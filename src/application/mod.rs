// ============================================================
// Layer 2 — Application / Use Cases
// ============================================================
// This layer orchestrates all the other layers to accomplish
// a training run.
//
// Rules for this layer:
//   - No tensor code here (that's Layer 5)
//   - No printing here (that's Layer 1)
//   - Files are reached only through the ArtifactStore trait
//     or the infra helpers
//   - Only workflow coordination
//
//   train_use_case  → RunConfig, run directory, backend choice
//   orchestrator    → folds in order, summary tables
//   fold_controller → one fold's epoch loop and resume check

// The training workflow
pub mod train_use_case;

// Fold loop and run-level summaries
pub mod orchestrator;

// One fold's lifecycle
pub mod fold_controller;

* * *

▶ _WHAT IS REQUIRED_
Search each line of the listing for the word "training", then state how many lines contain it and nothing else.

▶ _TASK RESPONSE_
2